### WHAT YOU ARE ASKED TO DO
Where the records below show the word "filter" in a line, please copy that line.

**** RECORDS PROVIDED

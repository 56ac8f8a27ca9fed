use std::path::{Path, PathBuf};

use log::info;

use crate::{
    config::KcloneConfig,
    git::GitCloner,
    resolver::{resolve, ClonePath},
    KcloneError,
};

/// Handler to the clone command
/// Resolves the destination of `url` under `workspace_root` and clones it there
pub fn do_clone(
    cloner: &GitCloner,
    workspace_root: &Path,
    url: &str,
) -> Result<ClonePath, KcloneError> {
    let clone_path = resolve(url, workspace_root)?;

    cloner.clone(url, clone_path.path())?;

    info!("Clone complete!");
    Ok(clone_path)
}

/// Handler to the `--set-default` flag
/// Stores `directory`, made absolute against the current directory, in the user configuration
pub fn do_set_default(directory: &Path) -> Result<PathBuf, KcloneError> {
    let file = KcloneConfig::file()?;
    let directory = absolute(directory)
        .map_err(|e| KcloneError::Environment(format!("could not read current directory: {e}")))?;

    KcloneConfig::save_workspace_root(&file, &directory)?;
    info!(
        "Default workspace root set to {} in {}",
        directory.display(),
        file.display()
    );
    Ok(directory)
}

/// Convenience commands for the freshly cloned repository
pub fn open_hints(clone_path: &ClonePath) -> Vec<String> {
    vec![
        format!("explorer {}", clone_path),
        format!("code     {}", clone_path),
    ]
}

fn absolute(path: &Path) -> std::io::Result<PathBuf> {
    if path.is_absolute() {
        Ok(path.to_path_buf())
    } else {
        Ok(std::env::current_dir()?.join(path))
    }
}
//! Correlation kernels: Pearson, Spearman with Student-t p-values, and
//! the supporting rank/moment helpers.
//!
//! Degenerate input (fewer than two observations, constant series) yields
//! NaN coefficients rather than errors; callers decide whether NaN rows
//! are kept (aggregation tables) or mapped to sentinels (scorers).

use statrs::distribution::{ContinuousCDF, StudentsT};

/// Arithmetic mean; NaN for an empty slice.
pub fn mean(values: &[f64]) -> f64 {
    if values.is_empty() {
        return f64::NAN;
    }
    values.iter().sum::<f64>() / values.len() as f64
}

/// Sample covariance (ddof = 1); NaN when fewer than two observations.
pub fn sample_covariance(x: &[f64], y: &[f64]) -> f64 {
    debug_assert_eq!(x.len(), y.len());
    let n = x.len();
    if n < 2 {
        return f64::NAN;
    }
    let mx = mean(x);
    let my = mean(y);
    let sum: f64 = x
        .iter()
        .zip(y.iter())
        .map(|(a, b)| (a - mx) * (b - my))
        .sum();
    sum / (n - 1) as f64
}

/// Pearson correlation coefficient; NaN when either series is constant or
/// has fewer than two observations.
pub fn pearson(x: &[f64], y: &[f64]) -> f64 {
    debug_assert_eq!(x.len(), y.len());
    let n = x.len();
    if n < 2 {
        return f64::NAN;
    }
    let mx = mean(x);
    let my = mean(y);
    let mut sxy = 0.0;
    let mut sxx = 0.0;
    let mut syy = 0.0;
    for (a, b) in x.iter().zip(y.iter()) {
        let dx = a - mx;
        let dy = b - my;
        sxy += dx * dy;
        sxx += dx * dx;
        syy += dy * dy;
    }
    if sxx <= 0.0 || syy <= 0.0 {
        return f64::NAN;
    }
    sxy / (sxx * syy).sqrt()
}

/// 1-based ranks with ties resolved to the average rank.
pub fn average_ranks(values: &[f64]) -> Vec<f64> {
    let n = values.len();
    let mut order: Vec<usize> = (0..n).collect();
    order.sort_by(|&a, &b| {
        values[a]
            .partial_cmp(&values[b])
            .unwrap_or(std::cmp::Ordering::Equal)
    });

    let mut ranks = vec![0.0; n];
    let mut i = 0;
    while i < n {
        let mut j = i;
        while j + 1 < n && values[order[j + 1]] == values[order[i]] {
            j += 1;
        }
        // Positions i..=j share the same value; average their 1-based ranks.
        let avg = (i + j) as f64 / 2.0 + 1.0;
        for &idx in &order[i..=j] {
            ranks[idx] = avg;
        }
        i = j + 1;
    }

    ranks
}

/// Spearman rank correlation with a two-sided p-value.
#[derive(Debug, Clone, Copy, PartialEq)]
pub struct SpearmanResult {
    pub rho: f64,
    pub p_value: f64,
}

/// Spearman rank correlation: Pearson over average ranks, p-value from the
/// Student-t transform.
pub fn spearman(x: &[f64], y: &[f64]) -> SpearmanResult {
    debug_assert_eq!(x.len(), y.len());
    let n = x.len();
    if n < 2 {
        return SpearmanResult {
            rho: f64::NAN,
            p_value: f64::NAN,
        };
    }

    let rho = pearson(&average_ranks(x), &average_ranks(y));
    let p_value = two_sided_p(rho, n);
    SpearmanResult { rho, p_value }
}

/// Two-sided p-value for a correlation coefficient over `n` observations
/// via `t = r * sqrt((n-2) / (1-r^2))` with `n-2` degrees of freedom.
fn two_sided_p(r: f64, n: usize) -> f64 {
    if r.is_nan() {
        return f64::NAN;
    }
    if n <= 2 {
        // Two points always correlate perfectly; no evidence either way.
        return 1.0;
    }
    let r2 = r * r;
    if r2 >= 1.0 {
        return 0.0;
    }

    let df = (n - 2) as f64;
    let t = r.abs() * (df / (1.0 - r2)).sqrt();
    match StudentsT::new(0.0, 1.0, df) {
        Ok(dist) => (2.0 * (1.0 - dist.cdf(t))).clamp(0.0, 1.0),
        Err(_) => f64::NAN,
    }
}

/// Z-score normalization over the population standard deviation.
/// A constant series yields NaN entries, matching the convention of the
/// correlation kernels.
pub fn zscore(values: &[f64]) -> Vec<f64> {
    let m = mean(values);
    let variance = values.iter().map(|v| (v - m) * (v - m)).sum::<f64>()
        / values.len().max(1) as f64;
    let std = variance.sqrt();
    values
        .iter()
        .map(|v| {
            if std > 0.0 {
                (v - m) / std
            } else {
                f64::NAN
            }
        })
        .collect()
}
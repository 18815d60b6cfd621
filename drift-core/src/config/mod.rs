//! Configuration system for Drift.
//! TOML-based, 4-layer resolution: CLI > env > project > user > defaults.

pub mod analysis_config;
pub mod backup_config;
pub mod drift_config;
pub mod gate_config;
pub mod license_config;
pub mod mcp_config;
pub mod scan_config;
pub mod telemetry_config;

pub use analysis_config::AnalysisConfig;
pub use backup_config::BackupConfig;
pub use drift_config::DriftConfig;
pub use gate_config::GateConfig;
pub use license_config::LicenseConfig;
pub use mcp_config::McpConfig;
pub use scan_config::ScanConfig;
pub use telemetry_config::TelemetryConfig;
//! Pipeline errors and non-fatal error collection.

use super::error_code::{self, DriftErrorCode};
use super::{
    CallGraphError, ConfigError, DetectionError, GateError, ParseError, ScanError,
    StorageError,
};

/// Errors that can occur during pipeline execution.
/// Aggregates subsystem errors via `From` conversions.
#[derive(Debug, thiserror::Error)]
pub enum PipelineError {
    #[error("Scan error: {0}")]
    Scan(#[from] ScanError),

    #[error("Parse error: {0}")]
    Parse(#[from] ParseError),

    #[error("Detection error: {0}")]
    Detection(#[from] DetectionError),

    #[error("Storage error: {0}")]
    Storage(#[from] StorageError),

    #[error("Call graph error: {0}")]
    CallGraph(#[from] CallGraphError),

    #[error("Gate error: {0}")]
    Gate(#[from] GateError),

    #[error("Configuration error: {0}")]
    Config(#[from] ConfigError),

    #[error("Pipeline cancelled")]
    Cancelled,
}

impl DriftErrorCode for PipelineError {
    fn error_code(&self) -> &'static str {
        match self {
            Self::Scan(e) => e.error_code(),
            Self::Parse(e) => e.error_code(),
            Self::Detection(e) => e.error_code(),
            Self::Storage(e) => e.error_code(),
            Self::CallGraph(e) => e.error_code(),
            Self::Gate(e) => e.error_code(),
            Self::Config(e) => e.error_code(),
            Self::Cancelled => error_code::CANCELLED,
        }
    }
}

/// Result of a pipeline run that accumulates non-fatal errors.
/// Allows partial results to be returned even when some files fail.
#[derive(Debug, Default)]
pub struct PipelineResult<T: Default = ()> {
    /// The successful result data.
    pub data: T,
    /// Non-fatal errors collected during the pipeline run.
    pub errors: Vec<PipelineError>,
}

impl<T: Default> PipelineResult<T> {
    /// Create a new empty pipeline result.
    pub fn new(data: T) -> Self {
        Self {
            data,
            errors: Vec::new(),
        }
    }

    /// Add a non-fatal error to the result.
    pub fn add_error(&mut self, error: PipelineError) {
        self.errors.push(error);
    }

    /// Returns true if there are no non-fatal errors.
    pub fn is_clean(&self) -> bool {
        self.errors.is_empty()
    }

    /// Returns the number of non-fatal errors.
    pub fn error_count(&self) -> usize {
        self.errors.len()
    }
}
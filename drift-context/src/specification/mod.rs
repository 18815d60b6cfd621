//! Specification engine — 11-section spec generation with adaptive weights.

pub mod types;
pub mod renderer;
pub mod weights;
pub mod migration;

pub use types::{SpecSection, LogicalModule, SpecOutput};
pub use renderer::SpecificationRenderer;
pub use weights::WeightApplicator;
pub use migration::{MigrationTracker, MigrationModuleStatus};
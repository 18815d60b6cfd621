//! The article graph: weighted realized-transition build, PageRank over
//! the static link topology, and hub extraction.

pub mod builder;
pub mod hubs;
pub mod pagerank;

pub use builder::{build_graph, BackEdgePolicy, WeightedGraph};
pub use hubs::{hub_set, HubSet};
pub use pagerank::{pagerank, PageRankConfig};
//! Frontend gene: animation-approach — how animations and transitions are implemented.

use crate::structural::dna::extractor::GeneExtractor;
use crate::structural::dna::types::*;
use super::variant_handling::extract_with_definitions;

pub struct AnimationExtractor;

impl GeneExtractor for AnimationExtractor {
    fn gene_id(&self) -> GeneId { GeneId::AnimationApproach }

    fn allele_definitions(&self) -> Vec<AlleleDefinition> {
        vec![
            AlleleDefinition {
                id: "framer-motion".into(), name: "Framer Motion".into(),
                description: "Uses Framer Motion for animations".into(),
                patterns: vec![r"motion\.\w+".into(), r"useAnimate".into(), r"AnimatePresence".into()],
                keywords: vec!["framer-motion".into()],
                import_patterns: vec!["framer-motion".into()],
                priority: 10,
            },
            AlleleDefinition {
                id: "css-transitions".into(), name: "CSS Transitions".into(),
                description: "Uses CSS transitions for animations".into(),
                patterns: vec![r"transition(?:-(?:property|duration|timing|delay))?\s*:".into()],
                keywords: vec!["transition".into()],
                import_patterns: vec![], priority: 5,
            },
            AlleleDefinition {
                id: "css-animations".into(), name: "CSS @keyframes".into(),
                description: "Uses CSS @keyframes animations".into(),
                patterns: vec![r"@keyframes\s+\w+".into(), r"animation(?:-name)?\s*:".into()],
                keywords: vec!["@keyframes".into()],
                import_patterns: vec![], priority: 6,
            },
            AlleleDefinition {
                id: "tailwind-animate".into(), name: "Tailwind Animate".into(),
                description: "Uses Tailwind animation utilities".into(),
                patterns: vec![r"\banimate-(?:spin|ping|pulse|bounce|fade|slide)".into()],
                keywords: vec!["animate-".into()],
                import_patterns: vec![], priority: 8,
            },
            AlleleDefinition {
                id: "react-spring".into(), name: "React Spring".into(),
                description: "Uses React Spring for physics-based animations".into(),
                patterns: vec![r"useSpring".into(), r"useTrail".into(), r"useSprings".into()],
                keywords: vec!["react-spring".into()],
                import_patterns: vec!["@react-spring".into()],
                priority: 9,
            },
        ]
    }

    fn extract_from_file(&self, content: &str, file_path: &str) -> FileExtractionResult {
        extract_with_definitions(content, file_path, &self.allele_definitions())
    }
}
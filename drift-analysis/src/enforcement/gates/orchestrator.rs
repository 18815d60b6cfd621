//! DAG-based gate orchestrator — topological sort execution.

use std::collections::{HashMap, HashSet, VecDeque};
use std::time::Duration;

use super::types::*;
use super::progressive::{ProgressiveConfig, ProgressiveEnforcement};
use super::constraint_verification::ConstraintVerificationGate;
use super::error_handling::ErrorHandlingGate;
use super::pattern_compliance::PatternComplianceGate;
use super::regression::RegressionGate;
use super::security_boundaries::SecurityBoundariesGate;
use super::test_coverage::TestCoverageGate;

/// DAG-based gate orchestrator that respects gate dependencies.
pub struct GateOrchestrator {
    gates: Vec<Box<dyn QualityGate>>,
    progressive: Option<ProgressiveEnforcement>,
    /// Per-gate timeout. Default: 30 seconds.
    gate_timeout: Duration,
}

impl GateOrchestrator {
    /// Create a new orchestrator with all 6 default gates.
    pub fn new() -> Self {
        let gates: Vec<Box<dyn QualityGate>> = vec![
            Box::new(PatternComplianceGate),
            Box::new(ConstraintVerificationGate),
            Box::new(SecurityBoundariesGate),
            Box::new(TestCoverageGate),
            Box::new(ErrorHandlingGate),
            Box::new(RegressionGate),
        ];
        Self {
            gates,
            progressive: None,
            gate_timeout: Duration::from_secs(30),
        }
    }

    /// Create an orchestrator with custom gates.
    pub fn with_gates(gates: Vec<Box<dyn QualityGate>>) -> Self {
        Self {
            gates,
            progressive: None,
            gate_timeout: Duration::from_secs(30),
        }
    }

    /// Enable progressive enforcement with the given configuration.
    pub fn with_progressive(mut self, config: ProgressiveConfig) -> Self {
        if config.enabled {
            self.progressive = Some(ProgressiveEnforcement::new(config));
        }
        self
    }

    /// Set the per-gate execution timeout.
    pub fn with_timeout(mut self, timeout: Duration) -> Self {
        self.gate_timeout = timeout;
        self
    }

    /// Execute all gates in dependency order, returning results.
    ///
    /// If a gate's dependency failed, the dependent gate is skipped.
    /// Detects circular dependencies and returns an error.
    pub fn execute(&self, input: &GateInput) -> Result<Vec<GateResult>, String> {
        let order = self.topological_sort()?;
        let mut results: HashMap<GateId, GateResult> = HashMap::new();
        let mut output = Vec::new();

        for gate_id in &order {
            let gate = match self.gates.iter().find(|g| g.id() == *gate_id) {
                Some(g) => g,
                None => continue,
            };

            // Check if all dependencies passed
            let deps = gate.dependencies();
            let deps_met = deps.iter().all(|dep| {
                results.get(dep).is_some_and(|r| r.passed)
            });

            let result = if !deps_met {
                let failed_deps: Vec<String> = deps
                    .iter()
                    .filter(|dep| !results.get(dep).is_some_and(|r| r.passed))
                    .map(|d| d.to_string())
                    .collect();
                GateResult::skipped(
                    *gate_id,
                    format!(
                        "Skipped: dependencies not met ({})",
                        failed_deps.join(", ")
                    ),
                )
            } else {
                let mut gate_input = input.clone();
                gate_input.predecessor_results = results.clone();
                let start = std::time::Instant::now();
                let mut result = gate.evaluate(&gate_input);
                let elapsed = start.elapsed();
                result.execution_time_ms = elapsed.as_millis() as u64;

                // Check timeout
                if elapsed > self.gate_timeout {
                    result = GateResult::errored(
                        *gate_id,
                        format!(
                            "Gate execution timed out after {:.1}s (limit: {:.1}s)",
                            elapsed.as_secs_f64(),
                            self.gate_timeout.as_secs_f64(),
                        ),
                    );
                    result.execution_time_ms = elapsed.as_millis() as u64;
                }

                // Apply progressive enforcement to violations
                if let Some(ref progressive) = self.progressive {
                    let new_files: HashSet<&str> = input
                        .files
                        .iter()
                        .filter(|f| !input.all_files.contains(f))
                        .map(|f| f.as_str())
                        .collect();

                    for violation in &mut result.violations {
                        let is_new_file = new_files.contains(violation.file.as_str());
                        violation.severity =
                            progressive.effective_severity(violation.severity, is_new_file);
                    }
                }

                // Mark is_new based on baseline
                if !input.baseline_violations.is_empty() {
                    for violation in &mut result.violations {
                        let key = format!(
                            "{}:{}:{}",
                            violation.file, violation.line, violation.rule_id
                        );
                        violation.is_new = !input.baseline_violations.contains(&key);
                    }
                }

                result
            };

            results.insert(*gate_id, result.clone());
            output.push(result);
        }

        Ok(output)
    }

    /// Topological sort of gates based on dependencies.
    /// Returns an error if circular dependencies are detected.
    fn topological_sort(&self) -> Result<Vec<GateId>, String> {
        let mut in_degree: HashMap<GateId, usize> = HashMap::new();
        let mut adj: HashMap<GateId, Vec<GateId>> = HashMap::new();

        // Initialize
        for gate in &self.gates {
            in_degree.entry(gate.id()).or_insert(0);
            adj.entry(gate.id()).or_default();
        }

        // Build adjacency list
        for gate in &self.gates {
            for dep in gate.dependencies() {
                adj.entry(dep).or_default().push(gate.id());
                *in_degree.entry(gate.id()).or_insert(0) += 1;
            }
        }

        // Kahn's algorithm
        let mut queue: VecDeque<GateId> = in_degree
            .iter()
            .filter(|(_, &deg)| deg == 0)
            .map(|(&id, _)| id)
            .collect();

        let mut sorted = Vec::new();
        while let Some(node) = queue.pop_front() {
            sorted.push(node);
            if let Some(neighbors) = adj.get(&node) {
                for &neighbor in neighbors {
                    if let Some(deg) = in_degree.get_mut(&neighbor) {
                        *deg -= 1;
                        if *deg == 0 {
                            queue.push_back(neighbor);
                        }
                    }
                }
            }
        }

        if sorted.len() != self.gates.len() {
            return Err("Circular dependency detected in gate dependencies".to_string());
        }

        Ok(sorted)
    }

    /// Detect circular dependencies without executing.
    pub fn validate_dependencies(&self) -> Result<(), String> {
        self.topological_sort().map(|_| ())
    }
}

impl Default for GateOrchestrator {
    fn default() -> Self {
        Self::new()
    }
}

********

### RESPONSE TO THIS TASK
                    .filter(|dep| !results.get(dep).is_some_and(|r| r.passed))
                        .filter(|f| !input.all_files.contains(f))
            .filter(|(_, &deg)| deg == 0)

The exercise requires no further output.